#### Task objective
Everything from the first line of the material below through the line containing "let content = fs::read_to_string(path)?;" must be retyped exactly, and nothing past it.

-------- Data listing

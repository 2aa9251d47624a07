use std::fs;
use std::path::{Path, PathBuf};

use tracing::info;

use crate::error::{CoreError, Result};
use crate::signal::validate_name;
use crate::state::StateStore;
use crate::value::Value;

/// Load .env file (silently ignores if missing).
pub fn load_dotenv() {
    dotenvy::dotenv().ok();
}

// ── Initial configuration file ────────────────────────────────

/// `name=value` pairs seeded into the state store before dispatch starts.
///
/// One pair per line. Blank lines and `#` comments are skipped, and a
/// leading YAML list marker (`- `) is accepted so files written as a YAML
/// sequence of strings load unchanged.
#[derive(Debug, Clone, Default)]
pub struct InitialState {
    pub path: Option<PathBuf>,
    pub entries: Vec<(String, Value)>,
}

impl InitialState {
    pub fn from_file(path: impl AsRef<Path>) -> Result<Self> {
        let path = path.as_ref();
        let content = fs::read_to_string(path)?;
        let mut state = Self::parse(&content, path)?;
        state.path = Some(path.to_path_buf());
        info!(path = %path.display(), entries = state.entries.len(), "loaded initial state");
        Ok(state)
    }

    /// Parse file content; `origin` only labels error messages.
    pub fn parse(content: &str, origin: &Path) -> Result<Self> {
        let mut entries = Vec::new();

        for (idx, raw) in content.lines().enumerate() {
            let line = raw.trim();
            let line = line.strip_prefix("- ").map(str::trim).unwrap_or(line);
            if line.is_empty() || line.starts_with('#') || line == "---" {
                continue;
            }
            let line = unquote(line);

            let parse_err = |reason: String| CoreError::Parse {
                path: origin.to_path_buf(),
                line: idx + 1,
                reason,
            };

            let (name, raw_value) = line
                .split_once('=')
                .ok_or_else(|| parse_err(format!("expected name=value, got {line:?}")))?;
            let name = name.trim();
            validate_name(name).map_err(|e| parse_err(e.to_string()))?;

            entries.push((name.to_string(), Value::coerce(raw_value.trim())));
        }

        Ok(Self {
            path: None,
            entries,
        })
    }

    /// Build a state store holding every entry; later duplicates win.
    pub fn into_store(self) -> StateStore {
        self.entries.into_iter().collect()
    }
}

fn unquote(s: &str) -> &str {
    for q in ['"', '\''] {
        if let Some(inner) = s.strip_prefix(q).and_then(|s| s.strip_suffix(q)) {
            return inner;
        }
    }
    s
}

#[cfg(test)]
mod tests {
    use super::*;

    fn parse(content: &str) -> Result<InitialState> {
        InitialState::parse(content, Path::new("test.conf"))
    }

    #[test]
    fn parses_plain_lines() {
        let state = parse("car.damage=true\ncar.speed = 30\n\n# comment\ncar.gear=reverse\n")
            .unwrap();
        assert_eq!(
            state.entries,
            vec![
                ("car.damage".to_string(), Value::Bool(true)),
                ("car.speed".to_string(), Value::Int(30)),
                ("car.gear".to_string(), Value::from("reverse")),
            ]
        );
    }

    #[test]
    fn accepts_yaml_sequence_of_strings() {
        let state = parse("---\n- car.moving=true\n- \"car.damage = false\"\n").unwrap();
        let store = state.into_store();
        assert_eq!(store.get("car.moving"), &Value::Bool(true));
        assert_eq!(store.get("car.damage"), &Value::Bool(false));
    }

    #[test]
    fn later_duplicates_win() {
        let store = parse("a=1\na=2\n").unwrap().into_store();
        assert_eq!(store.get("a"), &Value::Int(2));
    }

    #[test]
    fn missing_equals_is_parse_error() {
        let err = parse("a=1\njunk\n").unwrap_err();
        match err {
            CoreError::Parse { line, .. } => assert_eq!(line, 2),
            other => panic!("expected parse error, got {other}"),
        }
    }

    #[test]
    fn invalid_name_is_parse_error() {
        assert!(matches!(parse("bad name=1"), Err(CoreError::Parse { .. })));
        assert!(matches!(parse("=1"), Err(CoreError::Parse { .. })));
    }

    #[test]
    fn from_file_records_path() {
        let dir = tempfile::TempDir::new().unwrap();
        let path = dir.path().join("state.conf");
        fs::write(&path, "car.moving=true\n").unwrap();

        let state = InitialState::from_file(&path).unwrap();
        assert_eq!(state.path.as_deref(), Some(path.as_path()));
        assert_eq!(state.entries.len(), 1);
    }

    #[test]
    fn from_file_missing_is_io_error() {
        let err = InitialState::from_file("/nonexistent/vsm/state.conf").unwrap_err();
        assert!(matches!(err, CoreError::Io(_)));
    }
}
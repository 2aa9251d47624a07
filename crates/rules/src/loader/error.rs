//! Error types and load result structures for the rule index.

use std::path::PathBuf;

use crate::compiler::CompileError;

/// Errors that can occur while building the rule index.
#[derive(Debug, thiserror::Error)]
pub enum RuleError {
    /// Filesystem I/O error.
    #[error("IO error: {0}")]
    Io(#[from] std::io::Error),

    /// The configured rules path is missing or not a directory.
    #[error("rules directory {0} does not exist or is not a directory")]
    Directory(PathBuf),

    /// YAML parse/deserialization error.
    #[error("YAML parse error in {path}: {source}")]
    Parse {
        path: PathBuf,
        #[source]
        source: serde_yaml::Error,
    },

    /// Definition parsed but could not be compiled.
    #[error("rule '{trigger}' ({path}): {source}")]
    Compile {
        trigger: String,
        path: PathBuf,
        #[source]
        source: CompileError,
    },
}

/// Result alias for rule operations.
pub type Result<T> = std::result::Result<T, RuleError>;

/// Outcome of processing a single directory entry.
#[derive(Debug)]
pub struct LoadResult {
    /// Path to the entry.
    pub path: PathBuf,
    /// What happened to it.
    pub status: LoadStatus,
}

/// Status of a single directory entry.
#[derive(Debug, PartialEq)]
pub enum LoadStatus {
    /// Rule was compiled and indexed.
    Loaded { trigger: String },
    /// Rule was compiled and replaced an earlier file with the same trigger.
    Replaced { trigger: String, previous: PathBuf },
    /// Entry was skipped (dotfile, subdirectory, non-YAML).
    Skipped { reason: String },
}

----------------

#### Output for this exercise
repository 2aa9251d47624a07
use std::fs;
use std::path::{Path, PathBuf};

use tracing::info;

use crate::error::{CoreError, Result};
use crate::signal::validate_name;
use crate::state::StateStore;
use crate::value::Value;

/// Load .env file (silently ignores if missing).
pub fn load_dotenv() {
    dotenvy::dotenv().ok();
}

// ── Initial configuration file ────────────────────────────────

/// `name=value` pairs seeded into the state store before dispatch starts.
///
/// One pair per line. Blank lines and `#` comments are skipped, and a
/// leading YAML list marker (`- `) is accepted so files written as a YAML
/// sequence of strings load unchanged.
#[derive(Debug, Clone, Default)]
pub struct InitialState {
    pub path: Option<PathBuf>,
    pub entries: Vec<(String, Value)>,
}

impl InitialState {
    pub fn from_file(path: impl AsRef<Path>) -> Result<Self> {
        let path = path.as_ref();
        let content = fs::read_to_string(path)?;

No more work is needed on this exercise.